Hablar de IA es hablar de una realidad amplia y compleja, que no siempre se reconoce a sí misma bajo ese nombre acuñado en 1956 por John McCarthy en la Conferencia de Darmouth, y cuya historia hunde sus raíces en el deseo humano de dar vida a sus propias creaciones, reflejado en las mitologías, y que se ha ido desplegando en las valiosas realizaciones de autómatas y ordenadores mecánicos, hasta llegar a dar el salto a la electrónica en el siglo XX. Pero, ¿qué es la IA? Para Margaret Boden «la inteligencia artificial (IA) busca desarrollar ordenadores que hagan la clase de cosas que hacen las mentes». Marvin Minsky de un modo similar nos dice que la IA “es la ciencia de construir máquinas que realicen tareas que requerirían inteligencia si fueran llevadas a cabo por seres humanos”.

La IA ha cobrado especial relevancia en los últimos años gracias a éxitos como los del programa Watson de IBM, fruto de décadas de investigación, que en 2011 fue capaz de vencer en el popular concurso televisivo de preguntas y respuestas Jeopardy a los mejores concursantes humanos.
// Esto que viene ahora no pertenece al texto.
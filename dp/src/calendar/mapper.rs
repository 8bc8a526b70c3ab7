//! Focus block to calendar event mapping

use chrono::{DateTime, NaiveDate, TimeZone};
use chrono_tz::Tz;
use thiserror::Error;
use tracing::{debug, warn};

use super::{EventRequest, FOCUS_DESCRIPTION};
use crate::schedule::{ClockTime, FocusBlock};

/// Why a focus block could not become an event
#[derive(Debug, Clone, PartialEq, Eq, Error)]
pub enum MappingError {
    #[error("Focus block '{description}': cannot parse time '{token}'")]
    InvalidTime { description: String, token: String },

    #[error("Focus block '{description}': end {end} is not after start {start}")]
    EmptyRange {
        description: String,
        start: String,
        end: String,
    },

    #[error("Focus block '{description}': {time} does not exist on {date} in {tz}")]
    NonexistentTime {
        description: String,
        time: String,
        date: NaiveDate,
        tz: Tz,
    },
}

/// Requests built from a list of focus blocks, plus the blocks that failed
#[derive(Debug, Clone, Default)]
pub struct MappedEvents {
    pub requests: Vec<EventRequest>,
    pub rejected: Vec<MappingError>,
}

/// Map every focus block onto `date` in `tz`, skipping malformed ones
pub fn map_to_events(blocks: &[FocusBlock], date: NaiveDate, tz: Tz) -> MappedEvents {
    debug!(block_count = blocks.len(), %date, %tz, "map_to_events: called");
    let mut mapped = MappedEvents::default();

    for block in blocks {
        match map_block(block, date, tz) {
            Ok(request) => mapped.requests.push(request),
            Err(e) => {
                warn!("Skipping focus block: {}", e);
                mapped.rejected.push(e);
            }
        }
    }

    mapped
}

/// Map one focus block; end must be strictly after start on the same day
pub fn map_block(block: &FocusBlock, date: NaiveDate, tz: Tz) -> Result<EventRequest, MappingError> {
    let start = resolve(block, &block.start, date, tz)?;
    let end = resolve(block, &block.end, date, tz)?;

    if end <= start {
        return Err(MappingError::EmptyRange {
            description: block.description.clone(),
            start: block.start.clone(),
            end: block.end.clone(),
        });
    }

    Ok(EventRequest {
        summary: block.description.clone(),
        start,
        end,
        description: FOCUS_DESCRIPTION.to_string(),
    })
}

fn resolve(block: &FocusBlock, token: &str, date: NaiveDate, tz: Tz) -> Result<DateTime<Tz>, MappingError> {
    let clock = ClockTime::parse(token).ok_or_else(|| MappingError::InvalidTime {
        description: block.description.clone(),
        token: token.to_string(),
    })?;

    // DST fold: take the first occurrence
    tz.from_local_datetime(&date.and_time(clock.to_naive_time()))
        .earliest()
        .ok_or_else(|| MappingError::NonexistentTime {
            description: block.description.clone(),
            time: token.to_string(),
            date,
            tz,
        })
}
//! Per-run identity carried through every component

use chrono::{Days, NaiveDate, Utc};
use chrono_tz::Tz;
use tracing::{Span, info_span};
use uuid::Uuid;

/// One planner run: a fresh id and the date being planned
///
/// Everything logged inside `span()` carries both fields.
#[derive(Debug, Clone)]
pub struct RunContext {
    run_id: Uuid,
    target_date: NaiveDate,
    span: Span,
}

impl RunContext {
    pub fn new(target_date: NaiveDate) -> Self {
        let run_id = Uuid::now_v7();
        let span = info_span!("run", %run_id, %target_date);
        Self {
            run_id,
            target_date,
            span,
        }
    }

    pub fn run_id(&self) -> Uuid {
        self.run_id
    }

    pub fn target_date(&self) -> NaiveDate {
        self.target_date
    }

    pub fn span(&self) -> &Span {
        &self.span
    }
}

/// Tomorrow in `tz`, relative to now
pub fn tomorrow_in(tz: Tz) -> NaiveDate {
    next_day(Utc::now().with_timezone(&tz).date_naive())
}

pub(crate) fn next_day(date: NaiveDate) -> NaiveDate {
    date.checked_add_days(Days::new(1)).unwrap_or(date)
}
O a los del programa AlphaGo, de la empresa DeepMind adquirida por Google en 2014, que fue capaz de vencer en 2016 en el juego oriental Go al campeón mundial Lee Sedol. O a incidentes como el ocurrido en 2017 de dos bots conversacionales programados por el Facebook Artificial Intelligence Research para mejorar su capacidad negociadora aprendiendo con cada conversación, y que al comunicarse entre ellos, para cumplir la meta marcada por sus programadores, desarrollaron un lenguaje propio, mostrando un desenlace imprevisto. Y a las advertencias que entre otros han hecho Stephen Hawking, Bill Gates y Elon Musk, sobre los riesgos que para el futuro de la humanidad puede traer consigo la IA. Y al no menos preocupante estudio de 2013 sobre el impacto de la IA en el futuro de los puestos de trabajo, llevado a cabo por los investigadores de la Universidad de Oxford Carl B. Frey y Michael A. Osborne.

Porque los cierto es que el peligro que desde la teología es necesario abordar en la IA no es el escenario de ciencia ficción de una toma de conciencia de las máquinas que se rebelan contra el ser humano. Es el más prosaico y real de un ser humano haciendo dejación de su humanidad para situarla al nivel de sus máquinas. El de una IA que toma decisiones sobre la vida de los propios seres humanos. El de unas relaciones con robots sociables que sustituyen las complejas, pero auténticas, relaciones humanas. El de una IA desplegada en el campo militar en robots y máquinas autónomas con capacidad para matar, que hacen realidad lo que Tom Engelhardt ha denominado escenario Terminator Planet. Un reto que para la teología se despliega en tres ejes fundamentales: la comprensión del ser humano como imagen de Dios (Gen 1,27), el encargo de dominio sobre la Creación (Gen 1,28), y la realidad del mal (Gen 11,1-9). El ser humano visto como máquina, la actitud prometeica que convierte al ser humano en su propio dios, y la ilusión de que todo este despliegue tecnológico va a ser ajeno a la realidad del mal, prometiendo un futuro idílico en el que el ser humano es salvado por la unión con sus propias creaciones.

La teología necesita afrontar el reto que le presentan las fronteras tecnológicas en general, y de un modo especial el de una IA que está aquí ya y ha llegado para quedarse y seguir creciendo.